You have to hand it to the crew over at Microsoft… they just never give up. The tech giant has been trying to worm its way into the living room for years—first years ago by investing $5bln in Comcast (didn’t work out so well) and later by stealthily infiltrating the space through the Xbox360 gaming console that’s fast becoming a multifunction set-top box (that’s working out quite well, actually). But on Tues, Microsoft showed that it’s still banking on the traditional TV viewer, albeit a less passive one. On Wed, Microsoft announced it will buy TV ad placement firm Navic in a clear attempt to get ahead of the next trend in TV advertising: Interactivity. To be sure, Navic operates in an increasingly hot area, namely the collection of viewing data from set tops to increase measurability and precision for advertisers. With addressable set tops becoming more prevalent and several firms (Nielsen, TNS, etc) tracking set-top data in some fashion, Microsoft’s interest in Navic makes considerable sense. The question is how Bill Gates’ baby, which until now has had little success inserting its wares into TV-centric areas of the home (Remember Microsoft TV? Is that still around?), will fare in this latest effort.

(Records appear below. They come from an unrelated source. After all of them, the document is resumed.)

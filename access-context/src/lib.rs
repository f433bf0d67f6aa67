// Copyright 2024 Wladimir Palant
//
// Licensed under the Apache License, Version 2.0 (the "License");
// you may not use this file except in compliance with the License.
// You may obtain a copy of the License at
//
// http://www.apache.org/licenses/LICENSE-2.0
//
// Unless required by applicable law or agreed to in writing, software
// distributed under the License is distributed on an "AS IS" BASIS,
// WITHOUT WARRANTIES OR CONDITIONS OF ANY KIND, either express or implied.
// See the License for the specific language governing permissions and
// limitations under the License.

//! # Access log pipeline
//!
//! This crate receives the access events produced by the web server integrations and passes
//! them to appenders configured by an XML file. A minimal setup could look like this:
//!
//! ```rust
//! use access_context::{AccessContext, Configurator, Environment, Resource};
//! use access_event::AccessEvent;
//!
//! let resource = Resource::Embedded {
//!     name: "logback-access.xml",
//!     content: r#"<configuration>
//!         <appender name="CONSOLE" class="ConsoleAppender">
//!             <encoder><pattern>combined</pattern></encoder>
//!         </appender>
//!         <appender-ref ref="CONSOLE" />
//!     </configuration>"#,
//! };
//! let configurator = Configurator::new(Environment::new().with_profile("dev"));
//! let context = AccessContext::from_resource(&resource, &configurator).unwrap();
//!
//! context.emit(&AccessEvent::builder().request_uri("/index.html").build());
//! context.close();
//! ```
//!
//! Usually the configuration file is located via [`ResourceLoader`], see
//! [`AccessContext::from_conf`]. The settings are typically read from a YAML file:
//!
//! ```yaml
//! access_log:
//!   config: classpath:logback-access.xml
//!   local_port_strategy: server
//!   tee_filter:
//!     enabled: true
//!     includes: ["*.example.com"]
//! environment:
//!   profiles: [dev]
//! ```
//!
//! Search order for the configuration file if none is given explicitly:
//!
//! 1. `logback-access-test.xml`
//! 2. `logback-access.xml`
//! 3. `logback-access-test-spring.xml`
//! 4. `logback-access-spring.xml`
//! 5. The bundled configuration, logging to standard output in the common log format
//!
//! See [`configurator`] for the configuration file syntax and [`encoder`] for the supported
//! pattern conversion words.

pub mod appender;
pub mod capture;
mod configuration;
pub mod configurator;
mod context;
pub mod encoder;
mod environment;
mod error;
pub mod filter;
mod resolution;
#[cfg(unix)]
pub mod signal;

pub use appender::Appender;
pub use configuration::{
    AccessLogConf, AccessLogOpt, AccessLogSettings, FromYaml, RuntimeConf, TeeFilterConf,
};
pub use configurator::{BuildContext, Configuration, Configurator, Element};
pub use context::{AccessContext, AccessContextState};
pub use encoder::PatternEncoder;
pub use environment::{Environment, DEFAULT_PROFILE};
pub use error::Error;
pub use filter::{Filter, FilterReply};
pub use resolution::{Resource, ResourceLoader, DEFAULT_CONFIGS, FALLBACK_CONFIG};

pub use access_event;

For content providers, this development suggests that the old adage about not putting all those eggs in one basket rings true today. Not only must content owners deal with cable operators, telcos and satellite ops separately, but it looks like the technology side will have even more players with which to contend. And it seems inevitable that the next frontier of ad-supported mobile video will have at least two strong players: Microsoft, armed with its reach and slate of acquired ad tech; and Apple, armed with its coolness and market dominance of the iPhone. But then again, it might be best to figure out the living room before we start roaming around the mobile space.

Scripps@AOL
Knoxville, TN-based Scripps Networks has long been on the bleeding edge of technology, having been one of the first cable nets to fully embrace online video. Now it’s extending its already successful ventures through the Scripps Web site to AOL’s video service at video.aol.com, as well as selective placement at AOL Food, AOL Home and Slashfood later this summer. HGTV, Food Network, DIY Network and Fine Living Network will participate. In addition, Scripps videos will easily be found through AOL’s video search powered by the Truveo engine. Mark this as yet another example of cable networks placing content they license to distributors freely online. Ironic that Time Warner Cable Glenn Britt has been most vocal in cautioning his licensees not to put too much online lest they face demands from distributors for lower license fees on the TV platform. After all, AOL is still owned by Time Warner Cable’s old parent company Time Warner Inc (but not for long, as plans are in place to spin it off). Still, content owners are clearly are no longer afraid of putting significant amounts of content on multiple platforms despite tensions it may cause with traditional distributors.